Cresce pressão contra terceirização

O Projeto de Lei 4.330 que trata sobre a regulamentação da terceirização perde força no Congresso. Na tarde de ontem, manifestantes da CUT tentaram invadir a sessão da CCJ (Comissão de Constituição e Justiça) da Câmara dos Deputados o que obrigou o deputado federal Décio Lima (PT-SC) a adiar a votação até que se chegue a um consenso. Aliado a isso, 19 dos 26 ministros do TST (Tribunal Superior do Trabalho) enviaram um ofício à CCJ se posicionando contra o PL.
No ofício os ministros criticam o discurso de competitividade defendido por empresários a favor da votação do PL. “É uma cortina de fumaça para aprofundar a exploração com a perspectiva de aumentar o lucro com exploração excessiva da mão de obra precarizada e barata”. O documento destaca também que a aprovação do projeto trará um problema fiscal para o Estado ao diminuir de modo substantivo a arrecadação previdenciária e tributária. E acrescentou: “Irá provocar o esvaziamento, via terceirização potencializada, das grandes empresas brasileiras, que irão transferir seus antigos empregados para milhares de pequenas e médias empresas que serão as agentes do novo processo de terceirização generalizado”.
O superintendente do MTE-AM (Ministério do Trabalho e Emprego do Amazonas), Dermilson Chagas, também criticou as medidas e destacou que o custo da mão de obra deverá ser reduzida no Estado caso o PL seja aprovado “Há muitos empregos no Amazonas que exigem grande capacitação. Com as empresas contratando apenas gente terceirizada, se tornaria mais fácil fazer a demissão de funcionários e isso afetaria a relações trabalhistas”, comenta.

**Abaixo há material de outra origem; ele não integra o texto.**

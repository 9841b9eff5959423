//! NaN-aware summary statistics of recovered property maps.
//!
//! Inversion marks out-of-domain pixels NaN; the aggregator skips them and
//! reports how many valid samples remain.

use nalgebra::DMatrix;

/// Errors from aggregating a property map.
#[derive(Debug, Clone, Copy, PartialEq, Eq)]
pub enum StatsError {
    /// Every pixel of the map is NaN.
    AllInvalid,
}

impl std::fmt::Display for StatsError {
    fn fmt(&self, f: &mut std::fmt::Formatter<'_>) -> std::fmt::Result {
        match self {
            Self::AllInvalid => write!(f, "no valid pixels to aggregate"),
        }
    }
}

impl std::error::Error for StatsError {}

/// Mean and spread of the valid pixels of one map.
#[derive(Debug, Clone, Copy, PartialEq)]
pub struct Summary {
    pub mean: f64,
    /// Population standard deviation of the valid pixels.
    pub std_dev: f64,
    /// Number of non-NaN pixels that entered the summary.
    pub n_valid: usize,
}

/// Summarize the non-NaN pixels of `map`.
pub fn summarize(map: &DMatrix<f64>) -> Result<Summary, StatsError> {
    let mut n = 0usize;
    let mut sum = 0.0;
    for &v in map.iter() {
        if !v.is_nan() {
            n += 1;
            sum += v;
        }
    }
    if n == 0 {
        return Err(StatsError::AllInvalid);
    }
    let mean = sum / n as f64;

    let mut ss = 0.0;
    for &v in map.iter() {
        if !v.is_nan() {
            let d = v - mean;
            ss += d * d;
        }
    }
    Ok(Summary {
        mean,
        std_dev: (ss / n as f64).sqrt(),
        n_valid: n,
    })
}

Um estudo realizado em 2011 pela CUT e Dieese demonstra que o trabalhador terceirizado fica 2,6 anos a menos no emprego, tem uma jornada de trabalho três horas mais longa durante a semana e ganha 27% a menos. Além disso os dados destacam também que a cada 10 acidentes de trabalho, oito ocorrem entre terceirizados. Segundo as leis trabalhistas, as áreas possíveis para a terceirização são a contratação de trabalhadores por empresa de trabalho temporário, de serviços de vigilância, de serviços de conservação e limpeza e de serviços especializados ligados a atividades-meio do tomador.
Dermilson Chagas explica que em atividades como o comércio, onde as contratações são feitas por demanda, ficará muito difícil ao trabalhador cobrar seus direitos. “Em algumas áreas as contratações são feitas de forma sazonal. No comércio contratam para o Natal, Páscoa. Com isso após a data fica muito mais fácil para empresa dispensar o funcionário”, comenta.
Por fim, o documento ainda critica os problemas que o decréscimo da renumeração proporcionado pelo crescimento de trabalhos terceirizados irá afetar o mercado interno brasileiro. “O rebaixamento dramático da remuneração contratual de milhões de concidadãos, além de comprometer o bem-estar individual e social de seres humanos e famílias brasileiras, afetará fortemente, de maneira negativa, o mercado interno de trabalho e de consumo, comprometendo um dos principais elementos de destaque no desenvolvimento do país”.
O presidente da OAB-AM, Alberto Simonetti, concordou que há muitos pontos polêmicos a serem vistos no texto que circula atualmente na CCJ. No entanto, preferiu não se manifestar sobre o assunto até que as discussões avancem. “Há um posicionamento nacional que temos que respeitar. Com certeza há pontos que irão causar bastante discussão, mas é preciso esperar um avanço maior da comissão”, comentou.